Unfortunately, music is critiqued in this regard in a very limited manner. All music is reviewed in some context as either danceable or listening music. An album might be referred to as good “car music” or great “club music.” This post is about music that can be heard for other uses, particularly, fighting.
I recently got in an argument with someone, which in turn lead me to want to fight the gentlemen. If you know me, obviously that didn’t occur; however, to my chagrin–I did imagine myself victoriously standing over my defeated opponent after fearlessly winning the battle. The problem was I lacked a soundtrack to my truimph.
In Hollywood, there are two motifs I’ve found in “battle” music. If the movie is like Braveheart, it’s likely one will hear a orchestra compostion full of heavy drumming and clashing wind instruments. On the other hand, if the movie is like Fast and the Furious or Transformers, it’s more likely to hear some fast paced popular rock music or a trash talking rap song in some light of DMX.

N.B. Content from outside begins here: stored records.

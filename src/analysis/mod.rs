//! Structural analysis: independent rules over a resolved model.

mod cycles;
mod fk_index;
mod naming;
mod orphans;
mod primary_key;

pub use cycles::{CircularDependencies, find_cycles};
pub use fk_index::MissingForeignKeyIndex;
pub use naming::NamingConvention;
pub use orphans::OrphanTables;
pub use primary_key::MissingPrimaryKey;

use crate::diagnostics::{Diagnostic, sort_by_severity};
use crate::model::SchemaModel;
use serde::{Deserialize, Serialize};

/// Rule toggles and naming settings.
#[derive(Debug, Clone, PartialEq, Eq, Serialize, Deserialize)]
pub struct AnalyzerConfig {
    #[serde(default = "default_true")]
    pub orphan_tables: bool,
    #[serde(default = "default_true")]
    pub circular_dependencies: bool,
    #[serde(default = "default_true")]
    pub missing_primary_key: bool,
    #[serde(default = "default_true")]
    pub naming_convention: bool,
    #[serde(default = "default_true")]
    pub missing_fk_index: bool,
    /// Suffix every foreign-key column is expected to carry
    #[serde(default = "default_foreign_key_suffix")]
    pub foreign_key_suffix: String,
}

fn default_true() -> bool {
    true
}

fn default_foreign_key_suffix() -> String {
    "_id".to_string()
}

impl Default for AnalyzerConfig {
    fn default() -> Self {
        Self {
            orphan_tables: true,
            circular_dependencies: true,
            missing_primary_key: true,
            naming_convention: true,
            missing_fk_index: true,
            foreign_key_suffix: default_foreign_key_suffix(),
        }
    }
}

impl AnalyzerConfig {
    fn is_enabled(&self, rule: &str) -> bool {
        match rule {
            "orphan_tables" => self.orphan_tables,
            "circular_dependencies" => self.circular_dependencies,
            "missing_primary_key" => self.missing_primary_key,
            "naming_convention" => self.naming_convention,
            "missing_fk_index" => self.missing_fk_index,
            _ => true,
        }
    }
}

/// One structural check.
pub trait Rule: Send + Sync {
    /// Rule name, matching its [`AnalyzerConfig`] toggle
    fn name(&self) -> &'static str;
    /// Human-readable description
    fn description(&self) -> &'static str;
    fn check(&self, model: &SchemaModel, config: &AnalyzerConfig) -> Vec<Diagnostic>;
}

/// Runs rules in registration order.
pub struct Analyzer {
    rules: Vec<Box<dyn Rule>>,
}

impl Analyzer {
    /// All built-in rules, in reporting order.
    pub fn with_defaults() -> Self {
        Self {
            rules: vec![
                Box::new(OrphanTables),
                Box::new(CircularDependencies),
                Box::new(MissingPrimaryKey),
                Box::new(NamingConvention),
                Box::new(MissingForeignKeyIndex),
            ],
        }
    }

    /// Run every enabled rule; the result is sorted most severe first.
    pub fn run(&self, model: &SchemaModel, config: &AnalyzerConfig) -> Vec<Diagnostic> {
        let mut diagnostics = Vec::new();
        for rule in &self.rules {
            if !config.is_enabled(rule.name()) {
                log::debug!("rule {} disabled", rule.name());
                continue;
            }
            let found = rule.check(model, config);
            log::debug!("rule {}: {} diagnostics", rule.name(), found.len());
            diagnostics.extend(found);
        }
        sort_by_severity(&mut diagnostics);
        diagnostics
    }

    pub fn rule_names(&self) -> Vec<&'static str> {
        self.rules.iter().map(|r| r.name()).collect()
    }

    /// `(name, description)` for every registered rule.
    pub fn describe(&self) -> Vec<(&'static str, &'static str)> {
        self.rules
            .iter()
            .map(|r| (r.name(), r.description()))
            .collect()
    }
}

impl Default for Analyzer {
    fn default() -> Self {
        Self::with_defaults()
    }
}

/// Analyze `model` with the built-in rules.
pub fn analyze(model: &SchemaModel, config: &AnalyzerConfig) -> Vec<Diagnostic> {
    Analyzer::with_defaults().run(model, config)
}


#[cfg(test)]
mod tests {
    use super::test_utils::model;
    use super::*;
    use crate::diagnostics::{Category, Severity};

    const SCHEMA: &str = "
        CREATE TABLE users (id INT PRIMARY KEY, email TEXT UNIQUE);
        CREATE TABLE orders (id INT PRIMARY KEY, user_id INT REFERENCES users (id));
        CREATE TABLE audit_log (message TEXT);
    ";

    #[test]
    fn test_rule_order() {
        assert_eq!(
            Analyzer::with_defaults().rule_names(),
            vec![
                "orphan_tables",
                "circular_dependencies",
                "missing_primary_key",
                "naming_convention",
                "missing_fk_index"
            ]
        );
    }

    #[test]
    fn test_sorted_by_severity() {
        let diags = analyze(&model(SCHEMA), &AnalyzerConfig::default());
        assert!(!diags.is_empty());
        assert!(diags.windows(2).all(|w| w[0].severity >= w[1].severity));
        assert!(
            diags
                .iter()
                .any(|d| d.category == Category::MissingPrimaryKey && d.severity == Severity::Warning)
        );
    }

    #[test]
    fn test_disabled_rules_do_not_run() {
        let config = AnalyzerConfig {
            orphan_tables: false,
            missing_primary_key: false,
            missing_fk_index: false,
            ..Default::default()
        };
        let diags = analyze(&model(SCHEMA), &config);
        assert!(diags.iter().all(|d| {
            !matches!(
                d.category,
                Category::OrphanTable | Category::MissingPrimaryKey | Category::MissingFkIndex
            )
        }));
    }

    #[test]
    fn test_empty_model_has_no_findings() {
        assert!(analyze(&SchemaModel::default(), &AnalyzerConfig::default()).is_empty());
    }

    #[test]
    fn test_config_defaults_from_partial_yaml() {
        let config: AnalyzerConfig = serde_yaml::from_str("naming_convention: false").unwrap();
        assert!(!config.naming_convention);
        assert!(config.orphan_tables);
        assert_eq!(config.foreign_key_suffix, "_id");
    }
}
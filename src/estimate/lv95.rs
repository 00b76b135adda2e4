//! WGS84 to Swiss LV95 (EPSG:2056) using swisstopo's approximate formulas.
//!
//! Accurate to about a metre inside Switzerland, which is well below the
//! resolution of the elevation model it feeds.

use super::geometry::GeoPoint;

pub fn wgs84_to_lv95(latitude: f64, longitude: f64) -> GeoPoint {
    // Auxiliary values in units of 10000"
    let phi = (latitude * 3600.0 - 169_028.66) / 10_000.0;
    let lambda = (longitude * 3600.0 - 26_782.5) / 10_000.0;

    let easting = 2_600_072.37 + 211_455.93 * lambda
        - 10_938.51 * lambda * phi
        - 0.36 * lambda * phi.powi(2)
        - 44.54 * lambda.powi(3);

    let northing = 1_200_147.07 + 308_807.95 * phi + 3_745.25 * lambda.powi(2) + 76.63 * phi.powi(2)
        - 194.56 * lambda.powi(2) * phi
        + 119.79 * phi.powi(3);

    GeoPoint { easting, northing }
}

Neither of these motifs seemed to fit my need for a soundtrack, so I began digging through my library and these are some of the songs I’ve choosen to woop ass to:
1. N.W.A. – Fuck the Police
2. Ghetto Boys – Damn it Feels Good to Be a Gangsta
3. Method Man – Bring Da Pain
4. Screaming Jay Hawkins – I Put a Spell on You
5. Sizzla – Solid as a Rock
While maybe the songs I’ve chosen are not as frequently used, I can’t deny that there remains parallels in my choices and Hollywood. To begin–the music must be coarse. Putting on D’Angelo or Marvin Gaye (as mentioned earlier), would seem laughable because it’s soothing and warm–lacking the “edge” needed to get rough. The songs can’t be slow. A battle is fast, and just like a DJ, you got to match your rhythm.
That’s the interesting part, when DJing, the DJ has to think about the moment. How will people react to the music? Will it make them want to dance, or sit down? Or in films, is the soundtrack representing the emotions shown through the film?
So, again this is just another way to think about how music reflects moments in life. What songs would you fight to?